NYU Silver Zelda Foster Leadership Fellow Honored With Multiple Awards

Jennifer Giuffrida, a social work leadership fellow in palliative and end-of-life care, discovered her desire to work in this field during her first job as an inpatient social worker at NYU Langone Medical Center’s emergency room. “It was my first exposure to people who were acutely ill,” she recalled, which make her ask the question: How do people live with these illnesses?

Giuffrida is the director of social work and therapeutic recreation at Bon Secours New York Health System’s Schervier Nursing Care Center in the Bronx. She was recently awarded the Emerging Leaders Award from NASW-NYC and the Excellence in Clinical Practice Award from the Social Work Hospice and Palliative Care Network.

The Emerging Leaders Award from NASW-NYC recognizes those in New York who have demonstrated outstanding social work leadership early in their careers. The Excellence in Clinical Practice Award from the Social Work Hospice and Palliative Care Network celebrates those who have demonstrated outstanding clinical contributions to palliative social work.
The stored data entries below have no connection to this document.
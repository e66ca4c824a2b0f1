//! Applies a classified diff to a copy of the package tree.

use std::collections::{BTreeMap, BTreeSet};

use tokens_model::{Domain, FileId, FileLayout, Namespace, Pointer, Token, TokenStore};
use tokens_protocol::SkippedRecord;
use tokens_refs::{build_index, rewrite, ReferenceIndex};

use crate::config::SyncConfig;
use crate::diff::{ChangeKind, DiffRecord, DiffSet};

/// Updated tree plus what changed and what could not be applied
#[derive(Debug, Clone, Default, PartialEq)]
pub struct ApplyOutcome {
    pub store: TokenStore,
    pub touched: BTreeSet<FileId>,
    pub skipped: Vec<SkippedRecord>,
}

impl ApplyOutcome {
    /// Fold a later outcome into this one; the later store wins
    pub fn absorb(&mut self, later: ApplyOutcome) {
        self.store = later.store;
        self.touched.extend(later.touched);
        self.skipped.extend(later.skipped);
    }
}

/// Apply every change in `diff` to a copy of `store`.
///
/// Primitive files go first. Semantic files written afterwards have their
/// literals collapsed into references against the updated primitives.
pub fn apply(diff: &DiffSet, store: &TokenStore, config: &SyncConfig) -> ApplyOutcome {
    let mut by_file: BTreeMap<FileId, Vec<&DiffRecord>> = BTreeMap::new();
    let mut outcome = ApplyOutcome {
        store: store.clone(),
        ..ApplyOutcome::default()
    };

    for record in diff.changes() {
        if let Some(reason) = unmappable(record) {
            log::warn!("Skipping {}: {reason}", record.key());
            outcome.skipped.push(SkippedRecord {
                key: record.key(),
                reason: reason.to_string(),
            });
            continue;
        }
        by_file.entry(record.target.clone()).or_default().push(record);
    }

    let (primitives, semantics): (Vec<_>, Vec<_>) =
        by_file.into_iter().partition(|(id, _)| id.is_primitive());

    for (id, records) in primitives {
        if apply_file(&mut outcome, &id, &records) {
            sort_file(&mut outcome.store, &id);
            outcome.touched.insert(id);
        }
    }

    if semantics.is_empty() {
        return outcome;
    }
    let indexes = primitive_indexes(&outcome.store, config);
    for (id, records) in semantics {
        if apply_file(&mut outcome, &id, &records) {
            rewrite_file(&mut outcome.store, &id, &indexes, config);
            outcome.touched.insert(id);
        }
    }
    outcome
}

fn unmappable(record: &DiffRecord) -> Option<&'static str> {
    if record.target.package.is_empty() || record.target.file.is_empty() {
        return Some("no destination package/file");
    }
    if record.path.is_empty() {
        return Some("empty destination path");
    }
    if record.kind != ChangeKind::Removed && record.after.is_none() {
        return Some("no value to write");
    }
    None
}

/// Apply the records of one file in order; true when the file changed
fn apply_file(outcome: &mut ApplyOutcome, id: &FileId, records: &[&DiffRecord]) -> bool {
    let existing = outcome.store.take(id);
    let missing = existing.is_none();
    let mut token = existing.unwrap_or_else(Token::node);
    let mut changed = false;

    for record in records {
        if missing && record.kind != ChangeKind::Added {
            log::warn!("Skipping {}: no local file {id}", record.key());
            outcome.skipped.push(SkippedRecord {
                key: record.key(),
                reason: format!("no local file {id}"),
            });
            continue;
        }
        let path = record.full_path();
        match (record.kind, &record.after) {
            (ChangeKind::Removed, _) => {
                let (next, removed) = token.without(&path, record.root.len());
                token = next;
                if removed {
                    changed = true;
                } else {
                    log::debug!("{}: already absent", record.key());
                }
            }
            (ChangeKind::Added | ChangeKind::Modified, Some(after)) => {
                token = token.with_leaf(&path, Token::Literal(after.clone()));
                changed = true;
            }
            _ => {}
        }
    }

    if !missing || changed {
        if missing {
            log::info!("Creating {id}");
        }
        outcome.store.insert_file(id.clone(), token);
    }
    changed
}

/// Re-sort the numeric key families of a primitive file.
///
/// Color primitives have no numeric family, so their keys keep the order in
/// which they were written or added.
fn sort_file(store: &mut TokenStore, id: &FileId) -> bool {
    let Some(layout) = FileLayout::from_file_name(&id.file) else {
        return false;
    };
    let rules = layout.domain.rules();
    if rules.numeric_prefixes.is_empty() {
        return false;
    }
    let Some(mut token) = store.take(id) else {
        return false;
    };
    let mut reordered = false;
    if let Some(map) = token
        .as_node_mut()
        .and_then(|root| root.get_mut(Namespace::Primitive.as_str()))
        .and_then(Token::as_node_mut)
    {
        let before: Vec<String> = map.keys().cloned().collect();
        rules.sort_keys(map);
        reordered = map.keys().ne(before.iter());
    }
    store.insert_file(id.clone(), token);
    reordered
}

/// Canonical key order for every primitive file, optionally in one package
pub fn sort_primitives(store: &TokenStore, package: Option<&str>) -> ApplyOutcome {
    let mut outcome = ApplyOutcome {
        store: store.clone(),
        ..ApplyOutcome::default()
    };
    let ids: Vec<FileId> = store
        .files()
        .map(|(id, _)| id)
        .filter(|id| id.is_primitive() && package.map_or(true, |name| id.package == name))
        .collect();
    for id in ids {
        if sort_file(&mut outcome.store, &id) {
            log::info!("Re-sorted {id}");
            outcome.touched.insert(id);
        }
    }
    outcome
}

fn primitive_indexes(store: &TokenStore, config: &SyncConfig) -> BTreeMap<Domain, (String, ReferenceIndex)> {
    Domain::ALL
        .into_iter()
        .filter_map(|domain| {
            let id = config.primitive_file(domain);
            let file = store.get(&id)?;
            let prefix = Pointer::file_prefix(&id.package, &id.file);
            Some((domain, (prefix, build_index(file, domain))))
        })
        .collect()
}

fn rewrite_file(
    store: &mut TokenStore,
    id: &FileId,
    indexes: &BTreeMap<Domain, (String, ReferenceIndex)>,
    config: &SyncConfig,
) {
    let Some(layout) = FileLayout::from_file_name(&id.file)
        .filter(|layout| layout.namespace == Namespace::Semantic)
    else {
        return;
    };
    let Some((prefix, index)) = indexes.get(&layout.domain) else {
        log::debug!(
            "No {} primitives in {}; leaving {id} literal",
            layout.domain,
            config.primitive_package
        );
        return;
    };
    let Some(token) = store.take(id) else {
        return;
    };
    let root = layout.root();
    let token = match token.get_path(&root) {
        Some(subtree) => {
            let rewritten = rewrite(subtree, index, prefix);
            if rewritten.replaced > 0 {
                log::info!("{id}: {} literal(s) now reference primitives", rewritten.replaced);
            }
            token.with_leaf(&root, rewritten.token)
        }
        None => token,
    };
    store.insert_file(id.clone(), token);
}

#[cfg(test)]
mod tests {
    use super::*;
    use pretty_assertions::assert_eq;
    use tokens_model::json::{parse_token_file, to_canonical_json};
    use tokens_model::Scalar;

    fn record(kind: ChangeKind, target: (&str, &str), root: &[&str], path: &[&str], after: Option<&str>) -> DiffRecord {
        DiffRecord {
            kind,
            collection: "test".to_string(),
            target: FileId::new(target.0, target.1),
            raw_path: path.iter().map(|s| s.to_string()).collect(),
            root: root.iter().map(|s| s.to_string()).collect(),
            path: path.iter().map(|s| s.to_string()).collect(),
            domain: Domain::Spacing,
            before: None,
            after: after.map(Scalar::from),
        }
    }

    fn spacing_store() -> TokenStore {
        let file = parse_token_file(
            r#"{"primitive": {"spacing-4": "4px", "spacing-64": "64px", "spacing-68": "68px", "spacing-99": "99px"}}"#,
        )
        .unwrap();
        TokenStore::new().with_file("core-tokens", "spacing-primitive", file)
    }

    #[test]
    fn added_spacing_lands_in_numeric_order() {
        let mut diff = DiffSet::new();
        diff.insert(record(
            ChangeKind::Added,
            ("core-tokens", "spacing-primitive"),
            &["primitive"],
            &["spacing-66"],
            Some("66px"),
        ));
        diff.insert(record(
            ChangeKind::Removed,
            ("core-tokens", "spacing-primitive"),
            &["primitive"],
            &["spacing-99"],
            None,
        ));
        let store = spacing_store();
        let outcome = apply(&diff, &store, &SyncConfig::default());

        let file = outcome.store.file("core-tokens", "spacing-primitive").unwrap();
        assert_eq!(
            to_canonical_json(file),
            "{\n    \"primitive\": {\n        \"spacing-4\": \"4px\",\n        \"spacing-64\": \"64px\",\n        \"spacing-66\": \"66px\",\n        \"spacing-68\": \"68px\"\n    }\n}\n"
        );
        assert!(outcome.touched.contains(&FileId::new("core-tokens", "spacing-primitive")));
        assert_eq!(store, spacing_store(), "input store is never mutated");
    }

    #[test]
    fn removal_prunes_up_to_domain_root() {
        let file = parse_token_file(
            r##"{"semantic": {"color": {"popup": {"inner": {"bg": "#000000"}}}}}"##,
        )
        .unwrap();
        let store = TokenStore::new().with_file("webos-tokens", "color-semantic-dark", file);
        let mut diff = DiffSet::new();
        diff.insert(record(
            ChangeKind::Removed,
            ("webos-tokens", "color-semantic-dark"),
            &["semantic", "color"],
            &["popup", "inner", "bg"],
            None,
        ));
        let outcome = apply(&diff, &store, &SyncConfig::default());
        let file = outcome.store.file("webos-tokens", "color-semantic-dark").unwrap();
        assert_eq!(
            to_canonical_json(file),
            "{\n    \"semantic\": {\n        \"color\": {}\n    }\n}\n"
        );
    }

    #[test]
    fn semantic_literals_become_references() {
        let primitives = parse_token_file(r##"{"primitive": {"color": {"black": "#000000"}}}"##).unwrap();
        let semantic = parse_token_file(r#"{"semantic": {"color": {}}}"#).unwrap();
        let store = TokenStore::new()
            .with_file("core-tokens", "color-primitive", primitives)
            .with_file("webos-tokens", "color-semantic-dark", semantic);
        let mut diff = DiffSet::new();
        diff.insert(record(
            ChangeKind::Added,
            ("webos-tokens", "color-semantic-dark"),
            &["semantic", "color"],
            &["surface", "default"],
            Some("#000000"),
        ));
        let outcome = apply(&diff, &store, &SyncConfig::default());
        let file = outcome.store.file("webos-tokens", "color-semantic-dark").unwrap();
        assert_eq!(
            to_canonical_json(file),
            "{\n    \"semantic\": {\n        \"color\": {\n            \"surface\": {\n                \"default\": {\"ref\": \"core-tokens/color-primitive.json#/primitive/color/black\"}\n            }\n        }\n    }\n}\n"
        );
    }

    #[test]
    fn missing_file_only_accepts_additions() {
        let mut diff = DiffSet::new();
        diff.insert(record(
            ChangeKind::Modified,
            ("web-tokens", "radius-semantic"),
            &["semantic", "radius"],
            &["full"],
            Some("999px"),
        ));
        let outcome = apply(&diff, &TokenStore::new(), &SyncConfig::default());
        assert_eq!(outcome.skipped.len(), 1);
        assert!(outcome.touched.is_empty());
        assert!(outcome.store.file("web-tokens", "radius-semantic").is_none());

        let mut diff = DiffSet::new();
        diff.insert(record(
            ChangeKind::Added,
            ("web-tokens", "radius-semantic"),
            &["semantic", "radius"],
            &["full"],
            Some("999px"),
        ));
        let outcome = apply(&diff, &TokenStore::new(), &SyncConfig::default());
        assert_eq!(
            outcome.store.file("web-tokens", "radius-semantic").and_then(|f| f.get_path(&["semantic", "radius", "full"])),
            Some(&Token::literal("999px"))
        );
    }

    #[test]
    fn unmappable_records_are_skipped() {
        let mut diff = DiffSet::new();
        diff.insert(record(ChangeKind::Added, ("", "x"), &["primitive"], &["a"], Some("1px")));
        let outcome = apply(&diff, &TokenStore::new(), &SyncConfig::default());
        assert_eq!(outcome.skipped[0].reason, "no destination package/file");
    }

    #[test]
    fn sort_primitives_reports_reordered_files() {
        let file = parse_token_file(r#"{"primitive": {"radius-8": "8px", "radius-2": "2px"}}"#).unwrap();
        let store = TokenStore::new().with_file("core-tokens", "radius-primitive", file);
        let outcome = sort_primitives(&store, None);
        assert_eq!(outcome.touched.len(), 1);
        let keys: Vec<&String> = outcome
            .store
            .file("core-tokens", "radius-primitive")
            .and_then(|f| f.get("primitive"))
            .and_then(Token::as_node)
            .unwrap()
            .keys()
            .collect();
        assert_eq!(keys, vec!["radius-2", "radius-8"]);

        let again = sort_primitives(&outcome.store, None);
        assert!(again.touched.is_empty());
    }

    #[test]
    fn color_primitives_keep_insertion_order() {
        let file = parse_token_file(
            r##"{"primitive": {"color": {"white": "#ffffff", "gray-20": "#333333", "black": "#000000", "gray-10": "#1a1a1a"}}}"##,
        )
        .unwrap();
        let store = TokenStore::new().with_file("core-tokens", "color-primitive", file);
        let outcome = sort_primitives(&store, None);
        assert!(outcome.touched.is_empty());
        assert_eq!(outcome.store, store);

        let mut diff = DiffSet::new();
        diff.insert(record(
            ChangeKind::Added,
            ("core-tokens", "color-primitive"),
            &["primitive", "color"],
            &["amber-10"],
            Some("#ffbf00"),
        ));
        let outcome = apply(&diff, &store, &SyncConfig::default());
        let keys: Vec<&String> = outcome
            .store
            .file("core-tokens", "color-primitive")
            .and_then(|f| f.get_path(&["primitive", "color"]))
            .and_then(Token::as_node)
            .unwrap()
            .keys()
            .collect();
        assert_eq!(keys, vec!["white", "gray-20", "black", "gray-10", "amber-10"]);
    }
}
Giuffrida credits her success to NYU Silver’s Zelda Foster Social Work Leadership Fellowship in Palliative and End-of-Life Care, which she started in 2011 at the program’s launch. She is part of a 13-person cohort in the program, whose aim is to train the next generation of palliative care leaders. Open to MSW graduates with at least five years of post-master’s experience in palliative and end-of-life care, the program includes individual mentorship and development of a capstone project, which can be done at the fellow’s site of employment or outside the work setting. The program was underwritten by generous grants from the Fan Fox and Leslie R. Samuels Foundation as well as the Lucius N. Littauer Foundation.

In the program, Giuffrida has learned about policy, procedures, and importantly, advocacy. “There’s so much you can do with the title ‘director,’” she explained. “It’s about systems change. It’s about bettering the life for the residents.”

As part of this fellowship, Giuffrida said she has found a voice at her job by developing a palliative program at Schervier Nursing Care Center. “I used my job as the basis for my capstone project,” she said. “Five percent of our long-term residents were in the palliative care program. Due to the fellowship and initiative, we now have over 30 percent of residents in the program.” Thanks to more communication with residents about the medical interventions with which they are comfortable, rates of unnecessary and unwanted treatments have decreased.

With an average life expectancy in nursing homes of two years, nursing home staff must focus on client and family concerns, including goals of care and determining a course of action if a patient cannot make medical decisions. In palliative and end-of-life care, client priorities often include pain relief and personal hygiene. Giuffrida’s role with residents in the program includes determining how best to keep patients comfortable.

The awards Giuffrida has received serve as evidence of her passion for her work. “It’s a real honor. You’re always hoping that someone is recognizing the hard work you do.” She quickly credits the implementation of the palliative program to her supportive supervisor and fellow staff members.

She encourages students interested in learning more about palliative and end-of-life care to consider working at hospitals or nursing homes, which are great opportunities to gain exposure to the field. Students never know where they may find their passion.

As Giuffrida said, “I came across my old letter of intent. I wanted to work with homeless adolescents. I didn’t even remember what I wanted to do!” She laughs as she notes that field experiences and beginning careers can be the chance for students to discover what they ultimate would like to do.